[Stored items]
________________________________________

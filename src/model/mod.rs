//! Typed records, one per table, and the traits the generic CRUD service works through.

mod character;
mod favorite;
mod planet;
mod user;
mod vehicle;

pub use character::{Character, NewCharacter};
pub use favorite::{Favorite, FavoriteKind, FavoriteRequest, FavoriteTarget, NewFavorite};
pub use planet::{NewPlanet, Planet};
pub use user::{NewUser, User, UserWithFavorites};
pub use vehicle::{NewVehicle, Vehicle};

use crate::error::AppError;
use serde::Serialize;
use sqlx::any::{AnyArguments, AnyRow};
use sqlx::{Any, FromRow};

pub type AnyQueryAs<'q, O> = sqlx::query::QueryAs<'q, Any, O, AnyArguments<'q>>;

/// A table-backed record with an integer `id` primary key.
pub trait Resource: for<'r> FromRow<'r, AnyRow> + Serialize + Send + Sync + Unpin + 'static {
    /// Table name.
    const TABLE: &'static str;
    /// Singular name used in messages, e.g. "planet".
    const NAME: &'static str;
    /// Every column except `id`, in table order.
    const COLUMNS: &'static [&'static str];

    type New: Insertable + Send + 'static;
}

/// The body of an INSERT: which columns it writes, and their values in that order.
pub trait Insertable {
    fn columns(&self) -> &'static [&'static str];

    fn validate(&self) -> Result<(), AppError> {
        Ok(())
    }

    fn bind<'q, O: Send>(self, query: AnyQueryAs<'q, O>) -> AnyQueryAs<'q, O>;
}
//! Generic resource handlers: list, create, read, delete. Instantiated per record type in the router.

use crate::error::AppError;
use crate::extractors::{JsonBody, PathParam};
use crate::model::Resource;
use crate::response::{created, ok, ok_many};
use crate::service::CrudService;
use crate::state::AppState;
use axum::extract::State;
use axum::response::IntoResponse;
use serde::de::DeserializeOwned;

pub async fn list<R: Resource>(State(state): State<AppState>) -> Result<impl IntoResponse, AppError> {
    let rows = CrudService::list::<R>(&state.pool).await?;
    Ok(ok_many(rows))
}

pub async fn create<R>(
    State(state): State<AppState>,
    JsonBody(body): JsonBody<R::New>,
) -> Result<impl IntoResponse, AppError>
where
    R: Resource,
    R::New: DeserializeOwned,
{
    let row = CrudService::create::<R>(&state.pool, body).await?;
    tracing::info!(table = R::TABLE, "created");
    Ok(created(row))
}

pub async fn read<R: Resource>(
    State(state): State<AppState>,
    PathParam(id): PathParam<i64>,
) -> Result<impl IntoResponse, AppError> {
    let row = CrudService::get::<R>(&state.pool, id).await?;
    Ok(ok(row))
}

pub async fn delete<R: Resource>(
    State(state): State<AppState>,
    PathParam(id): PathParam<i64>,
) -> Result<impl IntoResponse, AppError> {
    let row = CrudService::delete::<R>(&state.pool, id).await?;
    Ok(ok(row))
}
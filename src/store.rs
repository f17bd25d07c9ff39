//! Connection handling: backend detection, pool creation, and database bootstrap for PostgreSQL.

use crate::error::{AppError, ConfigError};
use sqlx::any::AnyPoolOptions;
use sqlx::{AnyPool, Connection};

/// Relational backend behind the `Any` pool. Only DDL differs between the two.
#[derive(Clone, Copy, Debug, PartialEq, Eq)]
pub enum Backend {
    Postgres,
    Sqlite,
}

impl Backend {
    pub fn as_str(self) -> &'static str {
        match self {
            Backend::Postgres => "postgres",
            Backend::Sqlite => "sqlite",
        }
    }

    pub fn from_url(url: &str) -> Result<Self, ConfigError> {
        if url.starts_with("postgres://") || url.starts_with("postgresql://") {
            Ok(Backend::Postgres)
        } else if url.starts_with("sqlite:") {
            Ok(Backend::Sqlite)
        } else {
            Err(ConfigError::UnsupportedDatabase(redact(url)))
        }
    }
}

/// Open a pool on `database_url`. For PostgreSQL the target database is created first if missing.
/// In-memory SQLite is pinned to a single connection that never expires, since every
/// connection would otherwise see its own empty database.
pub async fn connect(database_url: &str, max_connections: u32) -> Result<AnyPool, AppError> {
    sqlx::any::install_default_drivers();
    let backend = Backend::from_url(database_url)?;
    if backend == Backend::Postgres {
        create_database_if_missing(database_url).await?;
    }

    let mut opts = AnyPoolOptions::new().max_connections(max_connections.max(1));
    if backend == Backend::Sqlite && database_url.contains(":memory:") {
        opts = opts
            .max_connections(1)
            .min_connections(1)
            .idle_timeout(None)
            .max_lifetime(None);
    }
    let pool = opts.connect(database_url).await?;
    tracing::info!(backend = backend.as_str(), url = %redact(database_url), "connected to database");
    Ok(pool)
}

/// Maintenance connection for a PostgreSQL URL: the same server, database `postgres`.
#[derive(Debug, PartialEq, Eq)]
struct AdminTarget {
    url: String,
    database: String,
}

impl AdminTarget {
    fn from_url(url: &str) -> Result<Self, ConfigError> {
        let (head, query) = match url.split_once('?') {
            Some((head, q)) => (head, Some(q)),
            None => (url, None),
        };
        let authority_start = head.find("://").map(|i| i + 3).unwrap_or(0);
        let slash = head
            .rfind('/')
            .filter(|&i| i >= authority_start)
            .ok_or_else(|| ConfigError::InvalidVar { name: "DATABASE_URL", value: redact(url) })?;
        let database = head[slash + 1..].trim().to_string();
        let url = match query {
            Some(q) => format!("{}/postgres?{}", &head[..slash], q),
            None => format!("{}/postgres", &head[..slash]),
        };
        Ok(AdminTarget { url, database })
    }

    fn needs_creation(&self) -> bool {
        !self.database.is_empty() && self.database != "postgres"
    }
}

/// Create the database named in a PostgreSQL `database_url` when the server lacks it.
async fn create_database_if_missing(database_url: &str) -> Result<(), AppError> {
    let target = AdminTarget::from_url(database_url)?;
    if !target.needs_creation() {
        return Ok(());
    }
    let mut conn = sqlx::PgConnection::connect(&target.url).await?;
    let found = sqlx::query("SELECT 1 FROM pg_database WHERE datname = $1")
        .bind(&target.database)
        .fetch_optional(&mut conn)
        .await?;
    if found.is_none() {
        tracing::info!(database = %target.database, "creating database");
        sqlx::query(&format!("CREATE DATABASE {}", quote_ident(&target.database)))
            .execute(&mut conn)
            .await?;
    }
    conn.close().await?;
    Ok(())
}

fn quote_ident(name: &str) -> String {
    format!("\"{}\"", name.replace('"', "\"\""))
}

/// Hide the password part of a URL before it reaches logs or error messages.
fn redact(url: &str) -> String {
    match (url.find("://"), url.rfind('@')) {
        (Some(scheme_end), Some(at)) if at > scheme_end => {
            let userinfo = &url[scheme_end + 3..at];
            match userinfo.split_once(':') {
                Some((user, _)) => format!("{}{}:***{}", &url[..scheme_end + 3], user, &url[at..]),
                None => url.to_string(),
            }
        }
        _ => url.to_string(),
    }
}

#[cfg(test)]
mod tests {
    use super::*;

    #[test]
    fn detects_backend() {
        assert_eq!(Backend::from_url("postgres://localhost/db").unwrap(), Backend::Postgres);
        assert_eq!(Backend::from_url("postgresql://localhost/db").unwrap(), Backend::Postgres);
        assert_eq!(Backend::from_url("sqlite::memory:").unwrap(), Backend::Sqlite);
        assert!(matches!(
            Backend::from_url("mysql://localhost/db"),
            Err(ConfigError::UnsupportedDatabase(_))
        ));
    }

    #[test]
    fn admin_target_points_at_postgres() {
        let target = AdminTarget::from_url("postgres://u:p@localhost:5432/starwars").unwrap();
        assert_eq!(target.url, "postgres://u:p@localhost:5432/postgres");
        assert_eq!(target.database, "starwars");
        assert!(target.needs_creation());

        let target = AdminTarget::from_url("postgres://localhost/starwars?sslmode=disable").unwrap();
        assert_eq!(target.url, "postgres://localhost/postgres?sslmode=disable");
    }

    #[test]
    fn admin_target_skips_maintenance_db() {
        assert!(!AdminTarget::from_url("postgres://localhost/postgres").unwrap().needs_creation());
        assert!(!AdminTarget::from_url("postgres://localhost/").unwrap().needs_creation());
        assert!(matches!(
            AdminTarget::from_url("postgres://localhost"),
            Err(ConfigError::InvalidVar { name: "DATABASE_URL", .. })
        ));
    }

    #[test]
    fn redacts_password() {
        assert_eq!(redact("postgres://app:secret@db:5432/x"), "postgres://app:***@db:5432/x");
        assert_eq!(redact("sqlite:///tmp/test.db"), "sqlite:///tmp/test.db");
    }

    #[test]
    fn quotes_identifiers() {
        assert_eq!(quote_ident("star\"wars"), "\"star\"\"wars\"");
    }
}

________________________________________

Prompt: From the records above, retype only the lines starting at the line that contains "let row = CrudService::get::<R>(&state.pool, id).await?;" and ending at the line that contains "Maintenance connection for", both included.

Answer section:
    let row = CrudService::get::<R>(&state.pool, id).await?;
    Ok(ok(row))
}

pub async fn delete<R: Resource>(
    State(state): State<AppState>,
    PathParam(id): PathParam<i64>,
) -> Result<impl IntoResponse, AppError> {
    let row = CrudService::delete::<R>(&state.pool, id).await?;
    Ok(ok(row))
}
filename src/store.rs
repository f17bd25d07c9ff39
//! Connection handling: backend detection, pool creation, and database bootstrap for PostgreSQL.

use crate::error::{AppError, ConfigError};
use sqlx::any::AnyPoolOptions;
use sqlx::{AnyPool, Connection};

/// Relational backend behind the `Any` pool. Only DDL differs between the two.
#[derive(Clone, Copy, Debug, PartialEq, Eq)]
pub enum Backend {
    Postgres,
    Sqlite,
}

impl Backend {
    pub fn as_str(self) -> &'static str {
        match self {
            Backend::Postgres => "postgres",
            Backend::Sqlite => "sqlite",
        }
    }

    pub fn from_url(url: &str) -> Result<Self, ConfigError> {
        if url.starts_with("postgres://") || url.starts_with("postgresql://") {
            Ok(Backend::Postgres)
        } else if url.starts_with("sqlite:") {
            Ok(Backend::Sqlite)
        } else {
            Err(ConfigError::UnsupportedDatabase(redact(url)))
        }
    }
}

/// Open a pool on `database_url`. For PostgreSQL the target database is created first if missing.
/// In-memory SQLite is pinned to a single connection that never expires, since every
/// connection would otherwise see its own empty database.
pub async fn connect(database_url: &str, max_connections: u32) -> Result<AnyPool, AppError> {
    sqlx::any::install_default_drivers();
    let backend = Backend::from_url(database_url)?;
    if backend == Backend::Postgres {
        create_database_if_missing(database_url).await?;
    }

    let mut opts = AnyPoolOptions::new().max_connections(max_connections.max(1));
    if backend == Backend::Sqlite && database_url.contains(":memory:") {
        opts = opts
            .max_connections(1)
            .min_connections(1)
            .idle_timeout(None)
            .max_lifetime(None);
    }
    let pool = opts.connect(database_url).await?;
    tracing::info!(backend = backend.as_str(), url = %redact(database_url), "connected to database");
    Ok(pool)
}

/// Maintenance connection for a PostgreSQL URL: the same server, database `postgres`.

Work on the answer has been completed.